Первого мая застрелился четвертый сын Суворина, Владимир. Был ему двадцать один год. Александр сообщил об этом Антону открыткой, написанной по-латыни: «Plenissima pertur-batio in redactione. Senex aegrotissimus est. Dolor communis…» [125] Суворин мучился душой – он не уделял сыну должного внимания, не похвалил его пьесу «Старый глаз – сердцу не указ». Делая запись в дневнике, он вспоминает убийство первой жены и винит себя за обе эти смерти: «Я ничего никогда не умел предупредить, и в этом мое горе, мое проклятие. <…> Он был умен и добр, но этого, кажется, никто не хотел замечать. <…> Вспоминается мне его мать.
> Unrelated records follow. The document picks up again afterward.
/// Parse one stdout line. Anything that is not a known message is text.
pub fn parse_bridge_line(line: &str) -> BridgeMessage {
    serde_json::from_str(line).unwrap_or_else(|_| BridgeMessage::Text {
        text: line.to_string(),
    })
}

#[derive(Debug, Serialize)]
struct ToolDecisionLine<'a> {
    #[serde(rename = "type")]
    kind: &'static str,
    id: &'a str,
    behavior: &'static str,
    #[serde(skip_serializing_if = "Option::is_none")]
    message: Option<&'a str>,
}

/// Wire form of a decision.
pub fn decision_line(id: &str, decision: &Decision) -> Result<String> {
    let line = ToolDecisionLine {
        kind: "tool_decision",
        id,
        behavior: if decision.is_allowed() { "allow" } else { "deny" },
        message: decision.reason(),
    };
    serde_json::to_string(&line).context("serialize tool decision")
}

fn session_line(request: &ExecRequest) -> Result<String> {
    serde_json::to_string(&json!({
        "type": "session",
        "session": request.session,
        "prompt": request.prompt,
        "model": request.model,
        "workdir": request.workdir,
        "sandbox": request.sandbox,
    }))
    .context("serialize session line")
}

/// Executor that spawns a bridge command speaking the JSON-lines protocol.
#[derive(Debug, Clone)]
pub struct BridgeExecutor {
    pub command: Vec<String>,
}

impl BridgeExecutor {
    pub fn new(command: Vec<String>) -> Self {
        Self { command }
    }
}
То же самое – ничего я не мог и не умел предупредить. Какая-то скверная черта у меня есть – воздерживаться и напускать на себя суровость тогда, когда этого не нужно» [126] .
125
В редакции полнейшее смятение. Старик очень страдает. Печаль общая (лат.).
126
Дневник А. С. Суворина. М.; Лондон,1999. С. 72.
Спустя неделю об этом же писал и Лейкин: «Какое горе у Суворина-то! Сын-студент застрелился. Причина неизвестна. Оставил только записку, где говорит, что жизнь надоела, и полагает, что в том мире лучше, чем в здешнем. Бедного Алексея Сергеича, совсем расхлябанного горем, увезли вчера в Тульскую губернию в усадьбу». Так родилась тема пьесы «Чайка». Чехов глубоко сочувствовал Суворину – на его сыновьях стояла та же печать обреченности, что и на братьях Антона; тяжелая минута еще крепче связала их.
Пасху семейство Чеховых отпраздновало с размахом, о чем Павел Егорович докладывал сыну: «Утреня и обедня продолжались полтора часа. <…> Разговлялись мы одни <…> Окорок отличный, а Пасхи вышли сырые <…> Визиты нам сделали на Первый день Семашко, Иваненко, Дюковский и Алексей Афанасьевич. На второй Офицер Тышко и Долгов, который выпил три бутылки пива и чуть-чуть не разбил пианино сильными ударами. Играл хорошо с воодушевлением. Потом Г-н Корнеев и М-м Янова, Эфрос и Племянница Корнеева, а вечером были дети Корнеева, которые меня удивляли своими базарными разговорами. <…> Остаюсь любящий тебя П. Чехов».